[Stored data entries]
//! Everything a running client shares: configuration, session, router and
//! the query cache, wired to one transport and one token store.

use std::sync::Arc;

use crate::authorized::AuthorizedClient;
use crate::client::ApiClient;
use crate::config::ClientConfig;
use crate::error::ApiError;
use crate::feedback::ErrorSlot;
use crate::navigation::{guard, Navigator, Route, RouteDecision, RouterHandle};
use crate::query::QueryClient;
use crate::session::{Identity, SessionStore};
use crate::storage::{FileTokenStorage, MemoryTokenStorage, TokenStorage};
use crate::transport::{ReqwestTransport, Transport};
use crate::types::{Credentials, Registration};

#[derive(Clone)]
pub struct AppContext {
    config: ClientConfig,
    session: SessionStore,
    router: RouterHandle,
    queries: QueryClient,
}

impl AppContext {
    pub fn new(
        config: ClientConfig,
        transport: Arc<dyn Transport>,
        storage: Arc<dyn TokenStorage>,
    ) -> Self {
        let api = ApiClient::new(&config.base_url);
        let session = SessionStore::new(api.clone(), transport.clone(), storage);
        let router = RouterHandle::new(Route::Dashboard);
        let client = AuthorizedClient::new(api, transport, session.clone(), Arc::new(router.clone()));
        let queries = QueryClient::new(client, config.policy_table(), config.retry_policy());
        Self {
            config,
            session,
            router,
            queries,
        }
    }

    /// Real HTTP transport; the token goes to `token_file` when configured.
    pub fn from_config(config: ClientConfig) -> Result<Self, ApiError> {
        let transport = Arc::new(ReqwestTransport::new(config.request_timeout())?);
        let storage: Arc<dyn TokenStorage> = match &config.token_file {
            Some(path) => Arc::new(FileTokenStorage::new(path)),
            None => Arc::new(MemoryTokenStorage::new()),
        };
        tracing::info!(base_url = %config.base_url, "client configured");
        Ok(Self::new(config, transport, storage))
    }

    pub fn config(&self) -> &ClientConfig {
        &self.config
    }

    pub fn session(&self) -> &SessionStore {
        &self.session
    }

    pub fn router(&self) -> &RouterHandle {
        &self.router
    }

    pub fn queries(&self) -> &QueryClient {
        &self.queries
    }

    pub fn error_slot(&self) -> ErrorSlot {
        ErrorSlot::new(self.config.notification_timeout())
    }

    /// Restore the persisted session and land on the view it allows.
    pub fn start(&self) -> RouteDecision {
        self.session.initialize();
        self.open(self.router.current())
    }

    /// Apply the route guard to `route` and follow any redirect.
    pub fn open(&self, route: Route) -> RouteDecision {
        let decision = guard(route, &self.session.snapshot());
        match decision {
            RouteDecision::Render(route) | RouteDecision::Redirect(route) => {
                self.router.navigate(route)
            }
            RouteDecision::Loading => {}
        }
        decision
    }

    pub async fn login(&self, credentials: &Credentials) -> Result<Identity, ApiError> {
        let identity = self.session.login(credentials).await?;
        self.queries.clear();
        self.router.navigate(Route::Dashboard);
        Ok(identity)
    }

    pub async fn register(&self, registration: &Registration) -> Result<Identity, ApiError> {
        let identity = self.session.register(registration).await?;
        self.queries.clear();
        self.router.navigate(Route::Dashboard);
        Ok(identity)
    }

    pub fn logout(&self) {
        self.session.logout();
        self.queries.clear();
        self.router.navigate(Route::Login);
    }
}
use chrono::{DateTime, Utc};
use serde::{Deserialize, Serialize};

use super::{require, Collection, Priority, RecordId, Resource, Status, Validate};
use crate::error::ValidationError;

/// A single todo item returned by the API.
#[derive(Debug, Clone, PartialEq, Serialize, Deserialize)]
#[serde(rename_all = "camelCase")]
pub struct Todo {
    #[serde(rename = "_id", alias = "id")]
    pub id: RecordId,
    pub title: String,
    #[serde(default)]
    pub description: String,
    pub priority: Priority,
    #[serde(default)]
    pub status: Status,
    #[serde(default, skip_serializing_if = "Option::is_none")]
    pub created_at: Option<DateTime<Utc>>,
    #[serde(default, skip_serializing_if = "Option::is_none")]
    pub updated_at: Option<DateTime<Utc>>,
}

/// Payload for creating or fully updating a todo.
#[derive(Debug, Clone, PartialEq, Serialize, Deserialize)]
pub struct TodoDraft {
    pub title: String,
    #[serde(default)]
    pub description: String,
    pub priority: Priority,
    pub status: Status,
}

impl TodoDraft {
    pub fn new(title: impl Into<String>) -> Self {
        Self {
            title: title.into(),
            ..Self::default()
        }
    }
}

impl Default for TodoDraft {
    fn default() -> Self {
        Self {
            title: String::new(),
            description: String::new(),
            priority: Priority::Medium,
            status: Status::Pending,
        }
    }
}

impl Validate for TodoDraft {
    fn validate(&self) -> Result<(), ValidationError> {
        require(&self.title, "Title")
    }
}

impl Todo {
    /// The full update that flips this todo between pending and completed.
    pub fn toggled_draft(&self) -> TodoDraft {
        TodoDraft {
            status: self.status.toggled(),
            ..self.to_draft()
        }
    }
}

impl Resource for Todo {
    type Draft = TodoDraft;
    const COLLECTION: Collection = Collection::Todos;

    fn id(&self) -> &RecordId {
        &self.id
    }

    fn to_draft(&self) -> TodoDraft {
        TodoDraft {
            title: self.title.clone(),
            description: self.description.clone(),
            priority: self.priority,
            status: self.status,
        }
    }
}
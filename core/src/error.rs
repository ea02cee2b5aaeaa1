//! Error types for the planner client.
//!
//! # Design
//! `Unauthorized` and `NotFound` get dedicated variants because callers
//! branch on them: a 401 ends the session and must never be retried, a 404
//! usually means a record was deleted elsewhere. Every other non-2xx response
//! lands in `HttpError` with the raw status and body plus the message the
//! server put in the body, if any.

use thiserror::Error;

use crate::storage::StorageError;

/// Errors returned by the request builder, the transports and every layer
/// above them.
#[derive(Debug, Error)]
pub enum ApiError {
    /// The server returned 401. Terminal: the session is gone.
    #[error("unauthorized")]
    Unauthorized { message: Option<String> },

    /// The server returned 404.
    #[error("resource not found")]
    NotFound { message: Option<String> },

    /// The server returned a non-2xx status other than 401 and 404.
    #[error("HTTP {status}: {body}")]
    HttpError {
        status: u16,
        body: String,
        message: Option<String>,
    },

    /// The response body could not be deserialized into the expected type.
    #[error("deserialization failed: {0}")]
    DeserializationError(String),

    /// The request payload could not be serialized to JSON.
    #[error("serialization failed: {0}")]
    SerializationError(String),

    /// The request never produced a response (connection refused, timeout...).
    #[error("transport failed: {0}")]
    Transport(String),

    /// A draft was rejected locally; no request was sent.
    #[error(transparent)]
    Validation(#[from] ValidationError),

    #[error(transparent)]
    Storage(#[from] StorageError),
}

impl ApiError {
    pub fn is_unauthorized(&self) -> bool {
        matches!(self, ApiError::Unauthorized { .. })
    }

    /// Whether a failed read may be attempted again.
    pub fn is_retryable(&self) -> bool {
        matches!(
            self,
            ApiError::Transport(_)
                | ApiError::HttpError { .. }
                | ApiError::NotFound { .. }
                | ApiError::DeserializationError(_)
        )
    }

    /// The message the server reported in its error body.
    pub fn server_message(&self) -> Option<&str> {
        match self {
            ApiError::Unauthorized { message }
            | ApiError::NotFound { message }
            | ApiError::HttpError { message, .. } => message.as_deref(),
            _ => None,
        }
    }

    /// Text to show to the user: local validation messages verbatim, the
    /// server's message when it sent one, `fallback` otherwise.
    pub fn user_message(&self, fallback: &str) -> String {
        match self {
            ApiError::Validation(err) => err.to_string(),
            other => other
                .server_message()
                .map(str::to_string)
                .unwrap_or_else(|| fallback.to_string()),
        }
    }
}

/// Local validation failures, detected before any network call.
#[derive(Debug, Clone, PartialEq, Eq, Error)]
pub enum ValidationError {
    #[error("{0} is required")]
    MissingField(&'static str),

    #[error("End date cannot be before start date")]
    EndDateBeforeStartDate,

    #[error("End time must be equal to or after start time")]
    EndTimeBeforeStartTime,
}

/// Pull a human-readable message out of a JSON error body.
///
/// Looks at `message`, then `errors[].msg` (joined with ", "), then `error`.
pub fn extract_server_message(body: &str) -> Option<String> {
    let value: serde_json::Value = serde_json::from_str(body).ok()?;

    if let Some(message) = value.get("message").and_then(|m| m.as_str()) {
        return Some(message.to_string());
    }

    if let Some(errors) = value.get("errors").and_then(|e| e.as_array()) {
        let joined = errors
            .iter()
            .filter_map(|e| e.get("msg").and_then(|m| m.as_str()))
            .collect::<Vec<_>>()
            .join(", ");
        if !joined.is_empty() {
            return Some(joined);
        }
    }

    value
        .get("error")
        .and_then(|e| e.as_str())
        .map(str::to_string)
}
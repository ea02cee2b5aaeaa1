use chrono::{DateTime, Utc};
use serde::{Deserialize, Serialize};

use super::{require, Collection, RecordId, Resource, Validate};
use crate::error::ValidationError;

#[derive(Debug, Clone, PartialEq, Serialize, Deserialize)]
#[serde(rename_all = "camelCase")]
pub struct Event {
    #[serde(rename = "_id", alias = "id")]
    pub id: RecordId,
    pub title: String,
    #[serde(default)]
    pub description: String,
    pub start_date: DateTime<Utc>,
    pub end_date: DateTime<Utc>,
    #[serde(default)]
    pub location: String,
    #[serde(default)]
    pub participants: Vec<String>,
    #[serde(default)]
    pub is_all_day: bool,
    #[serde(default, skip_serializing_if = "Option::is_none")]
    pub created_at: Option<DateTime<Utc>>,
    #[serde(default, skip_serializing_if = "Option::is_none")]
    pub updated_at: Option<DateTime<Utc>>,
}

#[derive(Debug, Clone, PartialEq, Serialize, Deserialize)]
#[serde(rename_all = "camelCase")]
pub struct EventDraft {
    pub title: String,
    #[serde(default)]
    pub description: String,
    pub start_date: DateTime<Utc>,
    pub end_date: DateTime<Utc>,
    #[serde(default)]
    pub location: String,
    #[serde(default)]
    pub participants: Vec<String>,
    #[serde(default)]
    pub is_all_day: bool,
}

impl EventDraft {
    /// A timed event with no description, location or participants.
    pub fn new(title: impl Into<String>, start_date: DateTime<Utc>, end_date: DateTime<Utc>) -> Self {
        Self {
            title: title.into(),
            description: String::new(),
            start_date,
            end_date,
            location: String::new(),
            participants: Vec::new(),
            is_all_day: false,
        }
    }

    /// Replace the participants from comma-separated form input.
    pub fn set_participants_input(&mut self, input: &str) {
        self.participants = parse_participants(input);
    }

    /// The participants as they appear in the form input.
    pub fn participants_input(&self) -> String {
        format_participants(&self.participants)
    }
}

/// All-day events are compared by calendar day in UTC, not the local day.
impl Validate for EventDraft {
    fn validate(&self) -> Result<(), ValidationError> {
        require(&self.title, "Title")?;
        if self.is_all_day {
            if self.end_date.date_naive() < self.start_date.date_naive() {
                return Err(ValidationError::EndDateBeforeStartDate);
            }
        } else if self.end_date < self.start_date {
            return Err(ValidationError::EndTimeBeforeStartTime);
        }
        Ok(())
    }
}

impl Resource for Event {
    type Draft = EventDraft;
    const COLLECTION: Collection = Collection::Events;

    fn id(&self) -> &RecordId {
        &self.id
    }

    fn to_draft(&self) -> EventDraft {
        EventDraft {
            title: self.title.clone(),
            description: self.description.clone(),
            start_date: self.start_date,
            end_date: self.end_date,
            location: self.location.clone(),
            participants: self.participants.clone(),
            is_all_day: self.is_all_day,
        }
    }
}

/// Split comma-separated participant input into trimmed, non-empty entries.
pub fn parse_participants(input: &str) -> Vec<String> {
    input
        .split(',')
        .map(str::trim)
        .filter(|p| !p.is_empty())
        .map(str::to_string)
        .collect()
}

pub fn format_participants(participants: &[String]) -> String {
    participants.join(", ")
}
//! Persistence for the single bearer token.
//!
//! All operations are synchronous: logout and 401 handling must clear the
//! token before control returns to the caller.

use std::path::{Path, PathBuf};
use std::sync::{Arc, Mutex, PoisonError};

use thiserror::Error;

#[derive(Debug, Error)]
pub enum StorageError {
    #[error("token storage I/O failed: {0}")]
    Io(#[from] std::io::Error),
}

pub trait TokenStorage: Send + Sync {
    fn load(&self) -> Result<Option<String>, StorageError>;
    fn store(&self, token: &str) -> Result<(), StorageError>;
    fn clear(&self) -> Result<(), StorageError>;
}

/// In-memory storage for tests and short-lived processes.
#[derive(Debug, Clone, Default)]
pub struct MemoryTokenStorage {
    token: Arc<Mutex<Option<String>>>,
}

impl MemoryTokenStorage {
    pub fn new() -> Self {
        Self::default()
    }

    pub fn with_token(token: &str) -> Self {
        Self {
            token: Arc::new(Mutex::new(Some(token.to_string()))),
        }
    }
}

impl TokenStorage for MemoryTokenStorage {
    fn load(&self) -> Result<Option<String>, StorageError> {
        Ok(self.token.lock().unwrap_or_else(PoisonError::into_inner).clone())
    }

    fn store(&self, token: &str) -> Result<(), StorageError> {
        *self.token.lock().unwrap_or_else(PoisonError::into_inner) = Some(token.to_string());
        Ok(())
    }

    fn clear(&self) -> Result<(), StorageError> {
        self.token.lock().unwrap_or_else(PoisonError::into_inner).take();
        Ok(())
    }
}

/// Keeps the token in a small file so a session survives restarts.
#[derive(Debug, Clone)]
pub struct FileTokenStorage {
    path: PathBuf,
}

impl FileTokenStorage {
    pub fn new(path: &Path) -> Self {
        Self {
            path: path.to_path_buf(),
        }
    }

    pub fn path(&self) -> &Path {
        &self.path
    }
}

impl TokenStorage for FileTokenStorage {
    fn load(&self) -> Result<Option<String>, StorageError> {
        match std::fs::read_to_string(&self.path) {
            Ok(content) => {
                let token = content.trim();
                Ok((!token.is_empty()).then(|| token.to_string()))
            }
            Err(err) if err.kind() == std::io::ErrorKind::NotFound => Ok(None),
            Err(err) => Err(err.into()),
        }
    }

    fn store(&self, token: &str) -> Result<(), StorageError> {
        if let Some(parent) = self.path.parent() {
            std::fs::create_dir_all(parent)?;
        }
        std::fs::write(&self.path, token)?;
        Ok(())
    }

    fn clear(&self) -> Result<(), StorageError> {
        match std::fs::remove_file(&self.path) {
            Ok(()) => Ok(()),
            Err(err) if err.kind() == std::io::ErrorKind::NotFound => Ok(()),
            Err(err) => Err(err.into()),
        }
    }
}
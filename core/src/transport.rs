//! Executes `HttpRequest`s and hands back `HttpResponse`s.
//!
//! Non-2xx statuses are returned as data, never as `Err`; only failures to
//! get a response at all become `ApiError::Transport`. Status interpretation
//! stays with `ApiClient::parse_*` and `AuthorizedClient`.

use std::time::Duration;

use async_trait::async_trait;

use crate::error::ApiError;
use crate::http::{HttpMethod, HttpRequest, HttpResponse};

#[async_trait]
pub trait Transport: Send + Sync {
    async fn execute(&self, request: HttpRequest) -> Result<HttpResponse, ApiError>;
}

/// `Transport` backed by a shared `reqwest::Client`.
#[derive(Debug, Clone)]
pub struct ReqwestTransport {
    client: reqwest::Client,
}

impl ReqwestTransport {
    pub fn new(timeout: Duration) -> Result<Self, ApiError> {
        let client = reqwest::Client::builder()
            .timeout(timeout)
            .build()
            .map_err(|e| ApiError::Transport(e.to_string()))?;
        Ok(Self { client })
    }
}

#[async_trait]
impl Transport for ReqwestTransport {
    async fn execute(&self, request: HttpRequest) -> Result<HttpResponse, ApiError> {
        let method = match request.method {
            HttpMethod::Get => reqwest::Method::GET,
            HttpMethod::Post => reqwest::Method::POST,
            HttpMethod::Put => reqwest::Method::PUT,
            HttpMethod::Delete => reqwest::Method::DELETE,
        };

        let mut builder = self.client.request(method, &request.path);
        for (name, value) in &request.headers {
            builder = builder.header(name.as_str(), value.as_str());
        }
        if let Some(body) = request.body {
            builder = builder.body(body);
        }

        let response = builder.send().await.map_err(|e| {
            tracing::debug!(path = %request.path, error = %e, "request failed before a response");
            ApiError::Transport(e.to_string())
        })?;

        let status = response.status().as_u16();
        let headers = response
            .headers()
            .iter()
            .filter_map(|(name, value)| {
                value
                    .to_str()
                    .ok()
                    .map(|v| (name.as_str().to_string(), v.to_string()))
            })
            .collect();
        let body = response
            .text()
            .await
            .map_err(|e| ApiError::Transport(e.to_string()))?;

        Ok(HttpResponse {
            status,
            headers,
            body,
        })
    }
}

## TASK TO CARRY OUT:
Given the data above, which lines hold the string "PathBuf"? Return them.

## TASK OUTPUT:
use std::path::{Path, PathBuf};
    path: PathBuf,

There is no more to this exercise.